The more we view the landscape in the weeks before the RSA Conference, the more we see a host of startling developments.
The latest example? According to the Wall Street Journal, it looks like the US electrical grids have been infiltrated – another dark reminder about what we face out there. That’s not it. Conflicker is back in a new form. TrendLabs have this evening discovered a new variant of Downad/Conficker called WORM_DOWNAD.E spreading over the peer-to-peer functionality of the previous version of this now infamous worm.
It’s no wonder that a group of vendors are coming together to form a security alliance around cloud computing.
trade group is called the Cloud Security Alliance. And it is launching at RSA. The group’s goal is to educate people about cloud computing security. A number of vendors are signing up to be members. They’ll be releasing a white paper at the conference.
But it’s always the users that have the real say in how a community grows. The vendors play a critical role. The good ones work with the users. They go out and do the hard work, developing standards, hammering out identity issues and authentication. They gain support by doing what needs to be done so the rest of the world gets it. They embrace openness so the entire community grows and diversifies.
We ran across this post on the IBM web site that sums up why the open way may be the best way of all.
What we find refreshing is that the author wrote this article eight years ago but the premise still rings true today. The article quotes Eric S. Raymond, author of the New Hacker’s Dictionary and “The Cathedral and the Bazaar.”
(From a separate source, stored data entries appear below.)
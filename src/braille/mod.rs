//! Korean Braille conversion.
//!
//! Paragraph text goes through three stages:
//!
//! 1. [`prepare`] narrows it to characters worth transliterating,
//! 2. [`translit::translate_lossy`] turns it into Unicode Braille cells,
//! 3. [`encoding::encode`] renders the cells as Unicode or ASCII BRF.

pub mod encoding;
pub mod prepare;
pub mod translit;

use crate::config::BrailleEncoding;

pub use prepare::prepare;
pub use translit::{translate, translate_char, translate_lossy};

/// Braille text for a sequence of paragraphs, joined by `\n`.
pub fn braille_text<S: AsRef<str>>(paragraphs: &[S], encoding: BrailleEncoding) -> String {
    let joined = paragraphs
        .iter()
        .map(AsRef::as_ref)
        .collect::<Vec<_>>()
        .join("\n");
    let cells = translate_lossy(&prepare(&joined));
    encoding::encode(&cells, encoding)
}

#[cfg(test)]
mod tests {
    use super::*;

    #[test]
    fn paragraphs_keep_line_structure() {
        let out = braille_text(&["가나", "", "사"], BrailleEncoding::Unicode);
        assert_eq!(out, "⠫⠉\n\n⠇");
    }

    #[test]
    fn url_sentence_reads_as_link_word() {
        let out = braille_text(&["Visit https://example.com today!"], BrailleEncoding::Unicode);
        assert_eq!(out, translate("Visit (링크) today!").unwrap());
        assert!(out.chars().all(|c| ('\u{2800}'..='\u{28FF}').contains(&c)));
    }
}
“The apparent paradox that openness about your methods leads to better security is not unique to computer software — military and diplomatic cryptographers have known for a century that it is folly to depend on the secrecy of your encoding method rather than the secrecy of your keys,” says Raymond.
According to Raymond and fellow open source supporters, open source is the only real option for secure operating systems. For one thing, closed source applications and operating systems can’t be examined and verified for secure coding. A revelation of previously secret code almost always leads to the discovery of additional flaws and security holes. In addition, closed proprietary code makes it difficult to distribute trustworthy fixes when a hole or mistake is revealed….
Just take the April 2000 event that had webmasters and systems administrators shaking in their shoes. After four years it was discovered that Microsoft programmers had inserted a back door in their popular FrontPage Web server software. It was the very fact that the software code was “concealed” in opaque binary form that kept this security breach unknown to the public for so long.
How will the Cloud Security Alliance prevent such abuse from happening? We hope they will take a cue from folks like Sam Johnston.
Johnston is leading an effort for the “Open Cloud.” Vendors who use the Open Cloud mark would be committed to an open framework. From his letter, which he published Monday on his blog:
Cloud computing users will soon be able to rest assured that offerings bearing the “Open Cloud” brand are indeed “open” in that critical freedoms (such as the right to access one’s own data in an open format via an open interface) are strongly protected. It will also ensure a level playing field for all vendors while keeping the barriers to enter the marketplace low. Offerings also bearing the “Open Source” mark will have additional freedoms relating to the use, modification and distribution of the underlying software itself.
Openness. Isn’t that the best way to build trust?